Work order
Report every line of the listing below in which the string "FromStr" occurs.

Supplied information below:

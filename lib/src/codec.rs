use async_trait::async_trait;
use serde::Deserialize;
use std::fmt;
use std::str::FromStr;
use tokio::io::{AsyncBufRead, AsyncBufReadExt as _, AsyncWrite, AsyncWriteExt as _};

use crate::sample::{format_value, parse_value};
use crate::Sample;

#[derive(Debug, thiserror::Error)]
pub enum CodecError {
    #[error("io error: {0}")]
    Io(#[from] std::io::Error),
    #[error("json error: {0}")]
    Json(#[from] serde_json::Error),
    #[error("csv error: {0}")]
    Csv(#[from] csv::Error),
    #[error("invalid record {record}: {reason}")]
    InvalidRecord { record: usize, reason: String },
}

/// Codec reads and writes whole series. `decode` yields `None` once the
/// reader is exhausted.
#[async_trait]
pub trait Codec {
    async fn encode<W: AsyncWrite + Unpin + Send>(
        &self,
        writer: &mut W,
        series: &[Sample],
    ) -> Result<(), CodecError>;

    async fn decode<R: AsyncBufRead + Unpin + Send>(
        &self,
        reader: &mut R,
    ) -> Result<Option<Vec<Sample>>, CodecError>;
}

// JsonCodec writes one series per line as an array of `[ts, "value"]` pairs.
pub struct JsonCodec;

// Lines may also carry a range vector entry as returned by a query API.
#[derive(Deserialize)]
#[serde(untagged)]
enum JsonSeries {
    Values(Vec<Sample>),
    Matrix { values: Vec<Sample> },
}

#[async_trait]
impl Codec for JsonCodec {
    async fn encode<W: AsyncWrite + Unpin + Send>(
        &self,
        writer: &mut W,
        series: &[Sample],
    ) -> Result<(), CodecError> {
        writer.write_all(&serde_json::to_vec(series)?).await?;
        writer.write_all(b"\n").await?;
        writer.flush().await?;
        Ok(())
    }

    async fn decode<R: AsyncBufRead + Unpin + Send>(
        &self,
        reader: &mut R,
    ) -> Result<Option<Vec<Sample>>, CodecError> {
        let mut line = String::new();
        loop {
            line.clear();
            if reader.read_line(&mut line).await? == 0 {
                return Ok(None);
            }
            if !line.trim().is_empty() {
                break;
            }
        }
        let parsed: JsonSeries = serde_json::from_str(&line)?;
        let series = match parsed {
            JsonSeries::Values(values) | JsonSeries::Matrix { values } => values,
        };
        Ok(Some(series))
    }
}

// CsvCodec writes `timestamp_ms,value` rows, with a blank line after each series.
pub struct CsvCodec;

#[async_trait]
impl Codec for CsvCodec {
    async fn encode<W: AsyncWrite + Unpin + Send>(
        &self,
        writer: &mut W,
        series: &[Sample],
    ) -> Result<(), CodecError> {
        let mut wtr = csv::WriterBuilder::new()
            .has_headers(false)
            .from_writer(Vec::new());
        for s in series {
            wtr.write_record(&[
                s.timestamp.unix_millis().to_string(),
                format_value(s.value),
            ])?;
        }
        let mut buf = wtr.into_inner().map_err(|e| e.into_error())?;
        buf.push(b'\n');
        writer.write_all(&buf).await?;
        writer.flush().await?;
        Ok(())
    }

    async fn decode<R: AsyncBufRead + Unpin + Send>(
        &self,
        reader: &mut R,
    ) -> Result<Option<Vec<Sample>>, CodecError> {
        let mut buf = String::new();
        let mut line = String::new();
        loop {
            line.clear();
            if reader.read_line(&mut line).await? == 0 {
                break;
            }
            if line.trim().is_empty() {
                if buf.is_empty() {
                    continue;
                }
                break;
            }
            buf.push_str(&line);
        }
        if buf.is_empty() {
            return Ok(None);
        }
        parse_csv(buf.as_bytes()).map(Some)
    }
}

fn parse_csv(data: &[u8]) -> Result<Vec<Sample>, CodecError> {
    let mut rdr = csv::ReaderBuilder::new()
        .has_headers(false)
        .trim(csv::Trim::All)
        .from_reader(data);

    let mut series = Vec::new();
    for (i, record) in rdr.records().enumerate() {
        let record = record?;
        let invalid = |reason: String| CodecError::InvalidRecord { record: i + 1, reason };
        if record.len() != 2 {
            return Err(invalid(format!("expected 2 fields, got {}", record.len())));
        }
        let Ok(ts) = record[0].parse::<i64>() else {
            // A leading header row is tolerated.
            if i == 0 {
                continue;
            }
            return Err(invalid(format!("bad timestamp {:?}", &record[0])));
        };
        let value = parse_value(&record[1])
            .ok_or_else(|| invalid(format!("bad value {:?}", &record[1])))?;
        series.push(Sample::new(ts, value));
    }
    Ok(series)
}

/// Encoding selects a [`Codec`].
#[derive(Debug, Default, Clone, Copy, PartialEq, Eq)]
pub enum Encoding {
    #[default]
    Json,
    Csv,
}

impl Encoding {
    /// Guesses the encoding from the first byte of the input.
    pub fn detect(first: u8) -> Self {
        match first {
            b'[' | b'{' => Encoding::Json,
            _ => Encoding::Csv,
        }
    }

    pub async fn encode<W: AsyncWrite + Unpin + Send>(
        self,
        writer: &mut W,
        series: &[Sample],
    ) -> Result<(), CodecError> {
        match self {
            Encoding::Json => JsonCodec.encode(writer, series).await,
            Encoding::Csv => CsvCodec.encode(writer, series).await,
        }
    }

    pub async fn decode<R: AsyncBufRead + Unpin + Send>(
        self,
        reader: &mut R,
    ) -> Result<Option<Vec<Sample>>, CodecError> {
        match self {
            Encoding::Json => JsonCodec.decode(reader).await,
            Encoding::Csv => CsvCodec.decode(reader).await,
        }
    }
}

impl FromStr for Encoding {
    type Err = eyre::Report;

    fn from_str(s: &str) -> Result<Self, Self::Err> {
        match s.to_ascii_lowercase().as_str() {
            "json" => Ok(Encoding::Json),
            "csv" => Ok(Encoding::Csv),
            other => eyre::bail!("unknown encoding: {}", other),
        }
    }
}

impl fmt::Display for Encoding {
    fn fmt(&self, f: &mut fmt::Formatter<'_>) -> fmt::Result {
        f.write_str(match self {
            Encoding::Json => "json",
            Encoding::Csv => "csv",
        })
    }
}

End of Supplied information.

Your response
use std::str::FromStr;
impl FromStr for Encoding {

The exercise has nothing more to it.